Top of RECORDS
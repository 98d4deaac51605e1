use std::io::{Read, Write};
use std::path::Path;
use std::time::Duration;

use reqwest::blocking::Client;
use reqwest::header::{HeaderMap, HeaderValue, USER_AGENT};
use tempfile::Builder;
use tracing::info;

use crate::app::{ProgressEvent, ProgressSink};
use crate::error::DataError;

const CHUNK_SIZE: usize = 64 * 1024;

pub trait ArchiveClient: Send + Sync {
    /// Streams `url` into `destination` and returns the number of bytes written.
    fn download(
        &self,
        url: &str,
        destination: &Path,
        sink: &dyn ProgressSink,
    ) -> Result<u64, DataError>;
}

#[derive(Clone)]
pub struct HttpArchiveClient {
    client: Client,
}

impl HttpArchiveClient {
    pub fn new() -> Result<Self, DataError> {
        let mut headers = HeaderMap::new();
        headers.insert(
            USER_AGENT,
            HeaderValue::from_str(&format!("mri-data/{}", env!("CARGO_PKG_VERSION")))
                .map_err(|err| DataError::Transfer(err.to_string()))?,
        );
        // Archives run to hundreds of megabytes; only the connect phase is bounded.
        let client = Client::builder()
            .default_headers(headers)
            .connect_timeout(Duration::from_secs(30))
            .timeout(None::<Duration>)
            .build()
            .map_err(|err| DataError::Transfer(err.to_string()))?;
        Ok(Self { client })
    }

    fn handle_status(
        response: reqwest::blocking::Response,
    ) -> Result<reqwest::blocking::Response, DataError> {
        if response.status().is_success() {
            return Ok(response);
        }
        let status = response.status().as_u16();
        let message = response
            .text()
            .unwrap_or_else(|_| "archive request failed".to_string());
        Err(DataError::TransferStatus { status, message })
    }
}

impl ArchiveClient for HttpArchiveClient {
    fn download(
        &self,
        url: &str,
        destination: &Path,
        sink: &dyn ProgressSink,
    ) -> Result<u64, DataError> {
        info!(%url, destination = %destination.display(), "downloading archive");
        let response = self
            .client
            .get(url)
            .send()
            .map_err(|err| DataError::Transfer(err.to_string()))?;
        let mut response = Self::handle_status(response)?;
        let total = response.content_length();
        sink.event(ProgressEvent::Transfer {
            downloaded: 0,
            total,
        });

        let parent = match destination.parent() {
            Some(parent) if !parent.as_os_str().is_empty() => parent,
            _ => Path::new("."),
        };
        std::fs::create_dir_all(parent).map_err(|err| DataError::Filesystem(err.to_string()))?;
        let mut temp = Builder::new()
            .prefix(".mri-data-download")
            .tempfile_in(parent)
            .map_err(|err| DataError::Filesystem(err.to_string()))?;

        let mut buffer = vec![0u8; CHUNK_SIZE];
        let mut downloaded = 0u64;
        loop {
            let read = response
                .read(&mut buffer)
                .map_err(|err| DataError::Transfer(err.to_string()))?;
            if read == 0 {
                break;
            }
            temp.write_all(&buffer[..read])
                .map_err(|err| DataError::Filesystem(err.to_string()))?;
            downloaded += read as u64;
            sink.event(ProgressEvent::Transfer { downloaded, total });
        }
        temp.flush()
            .map_err(|err| DataError::Filesystem(err.to_string()))?;

        temp.persist(destination)
            .map_err(|err| DataError::Filesystem(err.to_string()))?;
        info!(bytes = downloaded, "download complete");
        Ok(downloaded)
    }
}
Bottom of RECORDS
Extract each entry in full, exactly as given.

repository 98d4deaac51605e1
use std::io::{Read, Write};
use std::path::Path;
use std::time::Duration;

use reqwest::blocking::Client;
use reqwest::header::{HeaderMap, HeaderValue, USER_AGENT};
use tempfile::Builder;
use tracing::info;

use crate::app::{ProgressEvent, ProgressSink};
use crate::error::DataError;

const CHUNK_SIZE: usize = 64 * 1024;

pub trait ArchiveClient: Send + Sync {
    /// Streams `url` into `destination` and returns the number of bytes written.
    fn download(
        &self,
        url: &str,
        destination: &Path,
        sink: &dyn ProgressSink,
    ) -> Result<u64, DataError>;
}

#[derive(Clone)]
pub struct HttpArchiveClient {
    client: Client,
}

impl HttpArchiveClient {
    pub fn new() -> Result<Self, DataError> {
        let mut headers = HeaderMap::new();
        headers.insert(
            USER_AGENT,
            HeaderValue::from_str(&format!("mri-data/{}", env!("CARGO_PKG_VERSION")))
                .map_err(|err| DataError::Transfer(err.to_string()))?,
        );
        // Archives run to hundreds of megabytes; only the connect phase is bounded.
        let client = Client::builder()
            .default_headers(headers)
            .connect_timeout(Duration::from_secs(30))
            .timeout(None::<Duration>)
            .build()
            .map_err(|err| DataError::Transfer(err.to_string()))?;
        Ok(Self { client })
    }

    fn handle_status(
        response: reqwest::blocking::Response,
    ) -> Result<reqwest::blocking::Response, DataError> {
        if response.status().is_success() {
            return Ok(response);
        }
        let status = response.status().as_u16();
        let message = response
            .text()
            .unwrap_or_else(|_| "archive request failed".to_string());
        Err(DataError::TransferStatus { status, message })
    }
}

impl ArchiveClient for HttpArchiveClient {
    fn download(
        &self,
        url: &str,
        destination: &Path,
        sink: &dyn ProgressSink,
    ) -> Result<u64, DataError> {
        info!(%url, destination = %destination.display(), "downloading archive");
        let response = self
            .client
            .get(url)
            .send()
            .map_err(|err| DataError::Transfer(err.to_string()))?;
        let mut response = Self::handle_status(response)?;
        let total = response.content_length();
        sink.event(ProgressEvent::Transfer {
            downloaded: 0,
            total,
        });

        let parent = match destination.parent() {
            Some(parent) if !parent.as_os_str().is_empty() => parent,
            _ => Path::new("."),
        };
        std::fs::create_dir_all(parent).map_err(|err| DataError::Filesystem(err.to_string()))?;
        let mut temp = Builder::new()
            .prefix(".mri-data-download")
            .tempfile_in(parent)
            .map_err(|err| DataError::Filesystem(err.to_string()))?;

        let mut buffer = vec![0u8; CHUNK_SIZE];
        let mut downloaded = 0u64;
        loop {
            let read = response
                .read(&mut buffer)
                .map_err(|err| DataError::Transfer(err.to_string()))?;
            if read == 0 {
                break;
            }
            temp.write_all(&buffer[..read])
                .map_err(|err| DataError::Filesystem(err.to_string()))?;
            downloaded += read as u64;
            sink.event(ProgressEvent::Transfer { downloaded, total });
        }
        temp.flush()
            .map_err(|err| DataError::Filesystem(err.to_string()))?;

        temp.persist(destination)
            .map_err(|err| DataError::Filesystem(err.to_string()))?;
        info!(bytes = downloaded, "download complete");
        Ok(downloaded)
    }
}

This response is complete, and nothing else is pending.